What to work on:
The full listing, reproduced exactly, is what the response must contain.

Data extracts:
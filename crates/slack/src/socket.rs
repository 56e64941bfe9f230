use std::{sync::Arc, time::Duration};

use anyhow::Result;
use async_trait::async_trait;
use thiserror::Error;
use tokio::sync::Semaphore;
use tokio::task::{JoinError, JoinSet};
use tracing::{debug, info, warn};

use crate::events::{EventContext, EventDispatcher, HandlerResult, SlackEnvelope, SlackEvent};
use crate::web::MessageSink;

#[derive(Debug, Error, Clone, PartialEq, Eq)]
pub enum TransportError {
    #[error("transport failed to connect: {0}")]
    Connect(String),
    #[error("transport read failed: {0}")]
    Receive(String),
    #[error("transport ack failed: {0}")]
    Acknowledge(String),
    #[error("transport disconnect failed: {0}")]
    Disconnect(String),
}

#[derive(Clone, Debug, PartialEq, Eq)]
pub struct ReconnectPolicy {
    pub max_retries: u32,
    pub base_delay_ms: u64,
    pub max_delay_ms: u64,
}

impl Default for ReconnectPolicy {
    fn default() -> Self {
        Self { max_retries: 5, base_delay_ms: 250, max_delay_ms: 5_000 }
    }
}

impl ReconnectPolicy {
    fn backoff(&self, attempt: u32) -> Duration {
        let exponent = attempt.min(16);
        let multiplier = 1_u64 << exponent;
        let delay_ms = self.base_delay_ms.saturating_mul(multiplier).min(self.max_delay_ms);
        Duration::from_millis(delay_ms)
    }
}

#[async_trait]
pub trait SocketTransport: Send + Sync {
    async fn connect(&self) -> Result<(), TransportError>;
    /// `Ok(None)` means the transport was shut down and will not produce more envelopes.
    async fn next_envelope(&self) -> Result<Option<SlackEnvelope>, TransportError>;
    async fn acknowledge(&self, envelope_id: &str) -> Result<(), TransportError>;
    async fn disconnect(&self) -> Result<(), TransportError>;
}

enum SessionEnd {
    Closed,
    Reconnect,
}

/// Reads envelopes serially and runs their handlers on a bounded task set.
///
/// A handler permit is taken before each spawn, so a full set stalls the read
/// loop rather than queueing unbounded work. In-flight handlers are drained
/// whenever a session ends.
pub struct SocketModeRunner {
    transport: Arc<dyn SocketTransport>,
    dispatcher: Arc<EventDispatcher>,
    sink: Arc<dyn MessageSink>,
    reconnect_policy: ReconnectPolicy,
    permits: Arc<Semaphore>,
}

impl SocketModeRunner {
    pub fn new(
        transport: Arc<dyn SocketTransport>,
        dispatcher: EventDispatcher,
        sink: Arc<dyn MessageSink>,
        reconnect_policy: ReconnectPolicy,
        max_in_flight: usize,
    ) -> Self {
        Self {
            transport,
            dispatcher: Arc::new(dispatcher),
            sink,
            reconnect_policy,
            permits: Arc::new(Semaphore::new(max_in_flight.max(1))),
        }
    }

    pub async fn start(&self) -> Result<()> {
        let mut attempt = 0;
        loop {
            match self.connect_and_pump(&mut attempt).await {
                Ok(SessionEnd::Closed) => return Ok(()),
                Ok(SessionEnd::Reconnect) => continue,
                Err(transport_error) => {
                    warn!(
                        event_name = "ingress.slack.transport_failed",
                        attempt,
                        max_retries = self.reconnect_policy.max_retries,
                        error = %transport_error,
                        "socket mode transport failed"
                    );

                    if attempt >= self.reconnect_policy.max_retries {
                        warn!(
                            event_name = "ingress.slack.retries_exhausted",
                            max_retries = self.reconnect_policy.max_retries,
                            "socket mode retries exhausted; stopping runner"
                        );
                        return Ok(());
                    }

                    let delay = self.reconnect_policy.backoff(attempt);
                    if !delay.is_zero() {
                        tokio::time::sleep(delay).await;
                    }
                    attempt += 1;
                }
            }
        }
    }

    async fn connect_and_pump(&self, attempt: &mut u32) -> Result<SessionEnd, TransportError> {
        info!(event_name = "ingress.slack.connecting", attempt = *attempt, "opening socket mode connection");
        self.transport.connect().await?;
        info!(event_name = "ingress.slack.connected", attempt = *attempt, "socket mode transport connected");
        *attempt = 0;

        let mut tasks = JoinSet::new();
        let outcome = self.pump(&mut tasks).await;
        drain(&mut tasks).await;
        outcome
    }

    async fn pump(&self, tasks: &mut JoinSet<()>) -> Result<SessionEnd, TransportError> {
        loop {
            while let Some(joined) = tasks.try_join_next() {
                log_join_result(joined);
            }

            let Some(envelope) = self.transport.next_envelope().await? else {
                info!(event_name = "ingress.slack.stream_closed", "socket mode transport stream closed");
                self.transport.disconnect().await?;
                return Ok(SessionEnd::Closed);
            };

            info!(
                event_name = "ingress.slack.envelope_received",
                envelope_id = %envelope.envelope_id,
                event_type = ?envelope.event.event_type(),
                correlation_id = %envelope.envelope_id,
                "received slack envelope"
            );

            if envelope.needs_ack() {
                self.acknowledge(&envelope.envelope_id).await;
            }

            match &envelope.event {
                SlackEvent::Hello => continue,
                SlackEvent::Disconnect { reason } => {
                    info!(
                        event_name = "ingress.slack.disconnect_requested",
                        reason = reason.as_deref().unwrap_or("unspecified"),
                        "slack requested a reconnect"
                    );
                    self.transport.disconnect().await?;
                    return Ok(SessionEnd::Reconnect);
                }
                SlackEvent::Message(_) | SlackEvent::Unsupported { .. } => {}
            }

            let permit = self
                .permits
                .clone()
                .acquire_owned()
                .await
                .map_err(|_| TransportError::Receive("handler permits closed".to_owned()))?;
            let dispatcher = self.dispatcher.clone();
            let sink = self.sink.clone();
            tasks.spawn(async move {
                let _permit = permit;
                handle_envelope(&dispatcher, sink.as_ref(), envelope).await;
            });
        }
    }

    async fn acknowledge(&self, envelope_id: &str) {
        if let Err(error) = self.transport.acknowledge(envelope_id).await {
            warn!(
                event_name = "ingress.slack.ack_sent",
                envelope_id = %envelope_id,
                correlation_id = %envelope_id,
                error = %error,
                "failed to acknowledge slack envelope"
            );
        } else {
            debug!(
                event_name = "ingress.slack.ack_sent",
                envelope_id = %envelope_id,
                correlation_id = %envelope_id,
                "acknowledged slack envelope"
            );
        }
    }
}

async fn handle_envelope(
    dispatcher: &EventDispatcher,
    sink: &dyn MessageSink,
    envelope: SlackEnvelope,
) {
    let context = EventContext { correlation_id: envelope.envelope_id.clone() };
    match dispatcher.dispatch(&envelope, &context).await {
        HandlerResult::Responded(message) => match sink.send(&message).await {
            Ok(()) => debug!(
                event_name = "egress.slack.message_sent",
                correlation_id = %context.correlation_id,
                channel_id = %message.channel,
                "posted reply"
            ),
            Err(error) => warn!(
                event_name = "egress.slack.send_failed",
                correlation_id = %context.correlation_id,
                channel_id = %message.channel,
                error = %error,
                "failed to post reply"
            ),
        },
        HandlerResult::Processed | HandlerResult::Ignored => {}
    }
}

async fn drain(tasks: &mut JoinSet<()>) {
    if !tasks.is_empty() {
        debug!(in_flight = tasks.len(), "draining in-flight handlers");
    }
    while let Some(joined) = tasks.join_next().await {
        log_join_result(joined);
    }
}

fn log_join_result(joined: Result<(), JoinError>) {
    if let Err(error) = joined {
        warn!(error = %error, "event handler task failed");
    }
}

Task output:
filename crates/slack/src/socket.rs
repository 56e64941bfe9f230
use std::{sync::Arc, time::Duration};

use anyhow::Result;
use async_trait::async_trait;
use thiserror::Error;
use tokio::sync::Semaphore;
use tokio::task::{JoinError, JoinSet};
use tracing::{debug, info, warn};

use crate::events::{EventContext, EventDispatcher, HandlerResult, SlackEnvelope, SlackEvent};
use crate::web::MessageSink;

#[derive(Debug, Error, Clone, PartialEq, Eq)]
pub enum TransportError {
    #[error("transport failed to connect: {0}")]
    Connect(String),
    #[error("transport read failed: {0}")]
    Receive(String),
    #[error("transport ack failed: {0}")]
    Acknowledge(String),
    #[error("transport disconnect failed: {0}")]
    Disconnect(String),
}

#[derive(Clone, Debug, PartialEq, Eq)]
pub struct ReconnectPolicy {
    pub max_retries: u32,
    pub base_delay_ms: u64,
    pub max_delay_ms: u64,
}

impl Default for ReconnectPolicy {
    fn default() -> Self {
        Self { max_retries: 5, base_delay_ms: 250, max_delay_ms: 5_000 }
    }
}

impl ReconnectPolicy {
    fn backoff(&self, attempt: u32) -> Duration {
        let exponent = attempt.min(16);
        let multiplier = 1_u64 << exponent;
        let delay_ms = self.base_delay_ms.saturating_mul(multiplier).min(self.max_delay_ms);
        Duration::from_millis(delay_ms)
    }
}

#[async_trait]
pub trait SocketTransport: Send + Sync {
    async fn connect(&self) -> Result<(), TransportError>;
    /// `Ok(None)` means the transport was shut down and will not produce more envelopes.
    async fn next_envelope(&self) -> Result<Option<SlackEnvelope>, TransportError>;
    async fn acknowledge(&self, envelope_id: &str) -> Result<(), TransportError>;
    async fn disconnect(&self) -> Result<(), TransportError>;
}

enum SessionEnd {
    Closed,
    Reconnect,
}

/// Reads envelopes serially and runs their handlers on a bounded task set.
///
/// A handler permit is taken before each spawn, so a full set stalls the read
/// loop rather than queueing unbounded work. In-flight handlers are drained
/// whenever a session ends.
pub struct SocketModeRunner {
    transport: Arc<dyn SocketTransport>,
    dispatcher: Arc<EventDispatcher>,
    sink: Arc<dyn MessageSink>,
    reconnect_policy: ReconnectPolicy,
    permits: Arc<Semaphore>,
}

impl SocketModeRunner {
    pub fn new(
        transport: Arc<dyn SocketTransport>,
        dispatcher: EventDispatcher,
        sink: Arc<dyn MessageSink>,
        reconnect_policy: ReconnectPolicy,
        max_in_flight: usize,
    ) -> Self {
        Self {
            transport,
            dispatcher: Arc::new(dispatcher),
            sink,
            reconnect_policy,
            permits: Arc::new(Semaphore::new(max_in_flight.max(1))),
        }
    }

    pub async fn start(&self) -> Result<()> {
        let mut attempt = 0;
        loop {
            match self.connect_and_pump(&mut attempt).await {
                Ok(SessionEnd::Closed) => return Ok(()),
                Ok(SessionEnd::Reconnect) => continue,
                Err(transport_error) => {
                    warn!(
                        event_name = "ingress.slack.transport_failed",
                        attempt,
                        max_retries = self.reconnect_policy.max_retries,
                        error = %transport_error,
                        "socket mode transport failed"
                    );

                    if attempt >= self.reconnect_policy.max_retries {
                        warn!(
                            event_name = "ingress.slack.retries_exhausted",
                            max_retries = self.reconnect_policy.max_retries,
                            "socket mode retries exhausted; stopping runner"
                        );
                        return Ok(());
                    }

                    let delay = self.reconnect_policy.backoff(attempt);
                    if !delay.is_zero() {
                        tokio::time::sleep(delay).await;
                    }
                    attempt += 1;
                }
            }
        }
    }

    async fn connect_and_pump(&self, attempt: &mut u32) -> Result<SessionEnd, TransportError> {
        info!(event_name = "ingress.slack.connecting", attempt = *attempt, "opening socket mode connection");
        self.transport.connect().await?;
        info!(event_name = "ingress.slack.connected", attempt = *attempt, "socket mode transport connected");
        *attempt = 0;

        let mut tasks = JoinSet::new();
        let outcome = self.pump(&mut tasks).await;
        drain(&mut tasks).await;
        outcome
    }

    async fn pump(&self, tasks: &mut JoinSet<()>) -> Result<SessionEnd, TransportError> {
        loop {
            while let Some(joined) = tasks.try_join_next() {
                log_join_result(joined);
            }

            let Some(envelope) = self.transport.next_envelope().await? else {
                info!(event_name = "ingress.slack.stream_closed", "socket mode transport stream closed");
                self.transport.disconnect().await?;
                return Ok(SessionEnd::Closed);
            };

            info!(
                event_name = "ingress.slack.envelope_received",
                envelope_id = %envelope.envelope_id,
                event_type = ?envelope.event.event_type(),
                correlation_id = %envelope.envelope_id,
                "received slack envelope"
            );

            if envelope.needs_ack() {
                self.acknowledge(&envelope.envelope_id).await;
            }

            match &envelope.event {
                SlackEvent::Hello => continue,
                SlackEvent::Disconnect { reason } => {
                    info!(
                        event_name = "ingress.slack.disconnect_requested",
                        reason = reason.as_deref().unwrap_or("unspecified"),
                        "slack requested a reconnect"
                    );
                    self.transport.disconnect().await?;
                    return Ok(SessionEnd::Reconnect);
                }
                SlackEvent::Message(_) | SlackEvent::Unsupported { .. } => {}
            }

            let permit = self
                .permits
                .clone()
                .acquire_owned()
                .await
                .map_err(|_| TransportError::Receive("handler permits closed".to_owned()))?;
            let dispatcher = self.dispatcher.clone();
            let sink = self.sink.clone();
            tasks.spawn(async move {
                let _permit = permit;
                handle_envelope(&dispatcher, sink.as_ref(), envelope).await;
            });
        }
    }

    async fn acknowledge(&self, envelope_id: &str) {
        if let Err(error) = self.transport.acknowledge(envelope_id).await {
            warn!(
                event_name = "ingress.slack.ack_sent",
                envelope_id = %envelope_id,
                correlation_id = %envelope_id,
                error = %error,
                "failed to acknowledge slack envelope"
            );
        } else {
            debug!(
                event_name = "ingress.slack.ack_sent",
                envelope_id = %envelope_id,
                correlation_id = %envelope_id,
                "acknowledged slack envelope"
            );
        }
    }
}

async fn handle_envelope(
    dispatcher: &EventDispatcher,
    sink: &dyn MessageSink,
    envelope: SlackEnvelope,
) {
    let context = EventContext { correlation_id: envelope.envelope_id.clone() };
    match dispatcher.dispatch(&envelope, &context).await {
        HandlerResult::Responded(message) => match sink.send(&message).await {
            Ok(()) => debug!(
                event_name = "egress.slack.message_sent",
                correlation_id = %context.correlation_id,
                channel_id = %message.channel,
                "posted reply"
            ),
            Err(error) => warn!(
                event_name = "egress.slack.send_failed",
                correlation_id = %context.correlation_id,
                channel_id = %message.channel,
                error = %error,
                "failed to post reply"
            ),
        },
        HandlerResult::Processed | HandlerResult::Ignored => {}
    }
}

async fn drain(tasks: &mut JoinSet<()>) {
    if !tasks.is_empty() {
        debug!(in_flight = tasks.len(), "draining in-flight handlers");
    }
    while let Some(joined) = tasks.join_next().await {
        log_join_result(joined);
    }
}

fn log_join_result(joined: Result<(), JoinError>) {
    if let Err(error) = joined {
        warn!(error = %error, "event handler task failed");
    }
}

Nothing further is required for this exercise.